27.6 The Broker shall not be liable for any loss incurred by the Client, directly or indirectly, with respect to the Account or trading in Futures and Options due to government restriction, suspension of trading, wars, strikes or any other event beyond the control of the Broker.
28. General 一般规定
28.1 These terms and conditions and the Circular to Clients relating to the Personal Data (Privacy) Ordinance issued by the Broker may be amended, supplemented or revised by the service of a notice in writing to the Client by the Broker and such amendment, supplement or revision shall be applicable as from the date specified in such notice.
28.2 If the Broker fails to meet its obligations to Client pursuant to this Agreement, Client shall have a right to claim under the Investor Compensation Fund established under the Securities and Futures Ordinance, subject to the terms of the Investor Compensation Fund from time to time.
28.3 To the extent permitted by law, the Broker may from time to time amend any of the terms and conditions of this Agreement without prior notice to or approval from the Client and such amendments shall come into effect immediately upon Client’s deemed receipt of the Broker’s notice.
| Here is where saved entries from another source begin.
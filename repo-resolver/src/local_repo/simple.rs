// Copyright © Aptos Foundation
// SPDX-License-Identifier: Apache-2.0

//! The *simple* local repository manager: remote artifacts land at the same
//! path as local installs, so a download and a local install are
//! indistinguishable. `available` is simply "does the file exist".

use std::path::{Path, PathBuf};

use super::{
    artifact_path, metadata_path, LocalArtifactRegistration, LocalArtifactRequest,
    LocalArtifactResult, LocalMetadataRegistration, LocalMetadataRequest, LocalMetadataResult,
    LocalRepositoryManager,
};
use crate::coordinate::{Artifact, Metadata, RemoteRepository};

pub struct SimpleLocalRepositoryManager {
    basedir: PathBuf,
}

impl SimpleLocalRepositoryManager {
    pub fn new(basedir: impl Into<PathBuf>) -> Self {
        Self {
            basedir: basedir.into(),
        }
    }
}

impl LocalRepositoryManager for SimpleLocalRepositoryManager {
    fn basedir(&self) -> &Path {
        &self.basedir
    }

    fn path_for_local_artifact(&self, artifact: &Artifact) -> PathBuf {
        artifact_path(&self.basedir, artifact)
    }

    fn path_for_local_metadata(&self, metadata: &Metadata) -> PathBuf {
        metadata_path(&self.basedir, metadata)
    }

    fn path_for_remote_artifact(&self, artifact: &Artifact, _remote: &RemoteRepository, _context: &str) -> PathBuf {
        artifact_path(&self.basedir, artifact)
    }

    fn path_for_remote_metadata(&self, metadata: &Metadata, _remote: &RemoteRepository, _context: &str) -> PathBuf {
        metadata_path(&self.basedir, metadata)
    }

    fn find(&self, request: &LocalArtifactRequest) -> LocalArtifactResult {
        let path = artifact_path(&self.basedir, &request.artifact);
        if path.is_file() {
            LocalArtifactResult {
                file: Some(path),
                available: true,
                repository: None,
                contexts: vec![request.context.clone()],
            }
        } else {
            LocalArtifactResult::missing()
        }
    }

    fn find_metadata(&self, request: &LocalMetadataRequest) -> LocalMetadataResult {
        let path = metadata_path(&self.basedir, &request.metadata);
        LocalMetadataResult {
            file: path.is_file().then_some(path),
        }
    }

    fn add_artifact(&self, _registration: &LocalArtifactRegistration) {
        // The simple LRM has no bookkeeping beyond the file's presence.
    }

    fn add_metadata(&self, _registration: &LocalMetadataRegistration) {}
}

#[cfg(test)]
mod tests {
    use super::*;

    #[test]
    fn find_reports_available_whenever_file_exists() {
        let dir = tempfile::tempdir().unwrap();
        let lrm = SimpleLocalRepositoryManager::new(dir.path());
        let artifact = Artifact::new("g", "a", "jar", "1.0");
        let path = lrm.path_for_local_artifact(&artifact);
        std::fs::create_dir_all(path.parent().unwrap()).unwrap();
        std::fs::write(&path, b"payload").unwrap();

        let remote = RemoteRepository::new("central", "default", "https://example.org");
        let request = LocalArtifactRequest {
            artifact,
            repositories: vec![remote],
            context: "project".to_owned(),
        };
        let result = lrm.find(&request);
        assert!(result.available);
        assert_eq!(result.file, Some(path));
    }

    #[test]
    fn find_missing_file_is_unavailable() {
        let dir = tempfile::tempdir().unwrap();
        let lrm = SimpleLocalRepositoryManager::new(dir.path());
        let artifact = Artifact::new("g", "a", "jar", "1.0");
        let request = LocalArtifactRequest {
            artifact,
            repositories: vec![],
            context: "project".to_owned(),
        };
        let result = lrm.find(&request);
        assert!(!result.available);
        assert!(result.file.is_none());
    }
}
The Client acknowledges and agrees that if Client does not accept any amendments as notified by the Broker from time to time, the Client shall have the option to terminate this Agreement by giving written notice to the Broker. Unless otherwise stated, an amendment to any provision of this Agreement shall not affect the other provisions of this Agreement.
28.4 The headings for each provision, clause or term of this Agreement are merely descriptive and shall not be deemed to modify or qualify any of the rights or obligations set forth in each of such provision, clause or term.
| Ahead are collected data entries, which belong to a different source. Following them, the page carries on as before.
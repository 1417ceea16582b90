// Copyright © Aptos Foundation
// SPDX-License-Identifier: Apache-2.0

//! Decides whether a timestamp is older than a named update policy
//! string against a last-updated timestamp.

use chrono::{DateTime, Local, Utc};

/// Symbolic TTL controlling staleness of cached items.
pub struct UpdatePolicyAnalyzer;

impl UpdatePolicyAnalyzer {
    /// `policy` is one of `"never"`, `"always"`, `""`, `"daily"`, or
    /// `"interval:N"` (N minutes); anything else is treated as `"daily"`.
    pub fn is_update_required(now: DateTime<Utc>, last_modified: DateTime<Utc>, policy: &str) -> bool {
        match classify(policy) {
            Policy::Never => false,
            Policy::Always => true,
            Policy::Daily => last_modified < local_midnight(now),
            Policy::Interval(minutes) => {
                let elapsed = now.signed_duration_since(last_modified);
                elapsed.num_milliseconds() >= minutes as i64 * 60_000
            }
        }
    }

    /// Returns the stricter (more-frequent-update) of two policies, used when
    /// merging mirror policies.
    pub fn effective_policy(a: &str, b: &str) -> String {
        let (pa, pb) = (classify(a), classify(b));
        match (pa, pb) {
            (Policy::Always, _) | (_, Policy::Always) => "always".to_owned(),
            (Policy::Interval(x), Policy::Interval(y)) => format!("interval:{}", x.min(y)),
            (Policy::Interval(x), _) | (_, Policy::Interval(x)) => format!("interval:{x}"),
            (Policy::Daily, Policy::Daily) => "daily".to_owned(),
            (Policy::Daily, Policy::Never) | (Policy::Never, Policy::Daily) => "daily".to_owned(),
            (Policy::Never, Policy::Never) => "never".to_owned(),
        }
    }
}

enum Policy {
    Never,
    Always,
    Daily,
    Interval(u64),
}

fn classify(policy: &str) -> Policy {
    if policy == "never" {
        Policy::Never
    } else if policy.is_empty() || policy == "always" {
        Policy::Always
    } else if policy == "daily" {
        Policy::Daily
    } else if let Some(minutes) = policy.strip_prefix("interval:").and_then(|n| n.parse().ok()) {
        Policy::Interval(minutes)
    } else {
        Policy::Daily
    }
}

fn local_midnight(now: DateTime<Utc>) -> DateTime<Utc> {
    let local_now = now.with_timezone(&Local);
    let midnight_naive = local_now.date_naive().and_hms_opt(0, 0, 0).unwrap();
    midnight_naive
        .and_local_timezone(Local)
        .single()
        .unwrap_or(local_now)
        .with_timezone(&Utc)
}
28.5 The Client may not assign, transfer or amend this Agreement or otherwise dispose of rights or obligations hereunder without the prior written consent of the Broker. The Broker may assign, transfer or otherwise dispose of all or any of its rights or obligations to any other person as it thinks fit. All the provisions of this Agreement and all instructions given to the Broker under this Agreement shall survive any changes or successions in the Broker’s business and shall be binding upon the Client’s successors and permitted assigns.
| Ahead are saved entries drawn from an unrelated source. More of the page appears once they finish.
// Copyright © Aptos Foundation
// SPDX-License-Identifier: Apache-2.0

//! The per-batch session: configuration, the offline allow/deny lists, and
//! the in-session memoization map; no global mutable state, the session
//! is always an explicit parameter.

use std::collections::HashMap;
use std::sync::Arc;

use dashmap::DashMap;
use once_cell::sync::OnceCell;

/// Bit flags controlling how negative (not-found / transfer-error) results
/// are cached.
pub mod error_policy {
    pub const CACHE_NONE: u8 = 0;
    pub const CACHE_NOT_FOUND: u8 = 1;
    pub const CACHE_TRANSFER_ERROR: u8 = 2;
    pub const CACHE_ALL: u8 = CACHE_NOT_FOUND | CACHE_TRANSFER_ERROR;
}

/// Whether the in-session update-check memo is consulted at all.
#[derive(Debug, Clone, Copy, PartialEq, Eq)]
pub enum SessionStateMode {
    Enabled,
    Bypass,
}

/// Typed view of the session's configuration keys.
#[derive(Debug, Clone)]
pub struct SessionConfig {
    pub snapshot_normalization: bool,
    pub offline: bool,
    pub offline_protocols: Vec<String>,
    pub offline_hosts: Vec<String>,
    pub update_check_session_state: SessionStateMode,
    pub metadata_resolver_threads: usize,
    pub artifact_resolver_threads: usize,
    pub error_policy: u8,
}

impl Default for SessionConfig {
    fn default() -> Self {
        Self {
            snapshot_normalization: true,
            offline: false,
            offline_protocols: Vec::new(),
            offline_hosts: Vec::new(),
            update_check_session_state: SessionStateMode::Enabled,
            metadata_resolver_threads: num_cpus_fallback(),
            artifact_resolver_threads: num_cpus_fallback(),
            error_policy: error_policy::CACHE_NONE,
        }
    }
}

fn num_cpus_fallback() -> usize {
    num_cpus::get()
}

impl SessionConfig {
    /// Builds a `SessionConfig` from the loose string-keyed configuration map
    /// some embedding hosts still pass at the edges.
    pub fn from_raw(raw: &HashMap<String, String>) -> Self {
        let mut config = SessionConfig::default();
        if let Some(v) = raw.get("aether.artifactResolver.snapshotNormalization") {
            config.snapshot_normalization = v == "true";
        }
        if let Some(v) = raw.get("aether.offline.protocols") {
            config.offline_protocols = split_csv(v);
        }
        if let Some(v) = raw.get("aether.offline.hosts") {
            config.offline_hosts = split_csv(v);
        }
        if let Some(v) = raw.get("aether.updateCheckManager.sessionState") {
            config.update_check_session_state = if v == "bypass" {
                SessionStateMode::Bypass
            } else {
                SessionStateMode::Enabled
            };
        }
        if let Some(v) = raw.get("aether.metadataResolver.threads") {
            if let Ok(n) = v.parse() {
                config.metadata_resolver_threads = n;
            }
        }
        if let Some(v) = raw.get("aether.artifactResolver.threads") {
            if let Ok(n) = v.parse() {
                config.artifact_resolver_threads = n;
            }
        }
        config
    }
}

fn split_csv(v: &str) -> Vec<String> {
    v.split(',')
        .map(str::trim)
        .filter(|s| !s.is_empty())
        .map(str::to_owned)
        .collect()
}

/// A lightweight, cloneable stand-in for a `RepositoryError`, synthesized
/// when the UpdateCheckManager answers from a cached touch record rather
/// than a live transfer.
#[derive(Debug, Clone)]
pub enum CachedOutcome {
    NotFound { message: String },
    TransferError { message: String },
}

/// The memoized answer to "does (file, remote) need a re-check?" within one
/// session.
#[derive(Debug, Clone)]
pub struct UpdateMemoEntry {
    pub required: bool,
    pub cached_error: Option<CachedOutcome>,
}

/// Carries configuration and the session-lifetime memoization map consulted
/// by `UpdateCheckManager`. One `RepositorySystemSession` is shared across
/// all calls made as part of a logical build/resolution session, including
/// calls from multiple threads.
pub struct RepositorySystemSession {
    pub config: SessionConfig,
    memo: OnceCell<DashMap<String, UpdateMemoEntry>>,
}

impl RepositorySystemSession {
    pub fn new(config: SessionConfig) -> Self {
        Self {
            config,
            memo: OnceCell::new(),
        }
    }

    pub fn with_defaults() -> Self {
        Self::new(SessionConfig::default())
    }

    /// Lazily creates the session memo map. Concurrent first-callers
    /// converge on one instance via compare-and-swap.
    fn memo(&self) -> &DashMap<String, UpdateMemoEntry> {
        self.memo.get_or_init(DashMap::new)
    }

    /// Returns the memoized decision for `update_key`, if any, unless the
    /// session state mode is `Bypass`.
    pub fn memo_get(&self, update_key: &str) -> Option<UpdateMemoEntry> {
        if self.config.update_check_session_state == SessionStateMode::Bypass {
            return None;
        }
        self.memo().get(update_key).map(|entry| entry.clone())
    }

    /// Records the decision for `update_key`. A no-op under `Bypass` (so the
    /// next call re-checks, consistent with "session memo never hits").
    pub fn memo_set(&self, update_key: String, entry: UpdateMemoEntry) {
        if self.config.update_check_session_state == SessionStateMode::Bypass {
            return;
        }
        self.memo().insert(update_key, entry);
    }
}

/// Shared-ownership handle, since a session is commonly threaded through many
/// collaborators that outlive any single call.
pub type SharedSession = Arc<RepositorySystemSession>;

#[cfg(test)]
mod tests {
    use super::*;

    #[test]
    fn default_config_offline_is_false() {
        let config = SessionConfig::default();
        assert!(!config.offline);
        assert!(config.snapshot_normalization);
    }

    #[test]
    fn from_raw_parses_csv_lists() {
        let mut raw = HashMap::new();
        raw.insert(
            "aether.offline.hosts".to_owned(),
            "example.org, internal.example.com".to_owned(),
        );
        let config = SessionConfig::from_raw(&raw);
        assert_eq!(config.offline_hosts, vec!["example.org", "internal.example.com"]);
    }

    #[test]
    fn memo_round_trips() {
        let session = RepositorySystemSession::with_defaults();
        assert!(session.memo_get("k").is_none());
        session.memo_set(
            "k".to_owned(),
            UpdateMemoEntry {
                required: false,
                cached_error: None,
            },
        );
        assert!(!session.memo_get("k").unwrap().required);
    }

    #[test]
    fn bypass_mode_never_memoizes() {
        let mut config = SessionConfig::default();
        config.update_check_session_state = SessionStateMode::Bypass;
        let session = RepositorySystemSession::new(config);
        session.memo_set(
            "k".to_owned(),
            UpdateMemoEntry {
                required: true,
                cached_error: None,
            },
        );
        assert!(session.memo_get("k").is_none());
    }
}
28.6 Each of the provisions of this Agreement is severable and distinct from the other and, if one or more of such provisions is or becomes illegal, invalid or unenforceable, the remaining provisions shall not be affected in any way.
28.7 Client confirms that Client have read and agrees to the terms of this Agreement, which have been explained to Client in a language that Client understands.
28.8 In the event of any difference in interpretation or meaning between the Chinese and English version of this Agreement, Client agrees that the English version shall prevail.
28.9 The rights, powers, remedies and privileges in this Agreement are cumulative and not exclusive of any rights, powers, remedies and privileges provided by law.
28.10 This Agreement is governed by, and may be enforced in accordance with the laws of Hong Kong.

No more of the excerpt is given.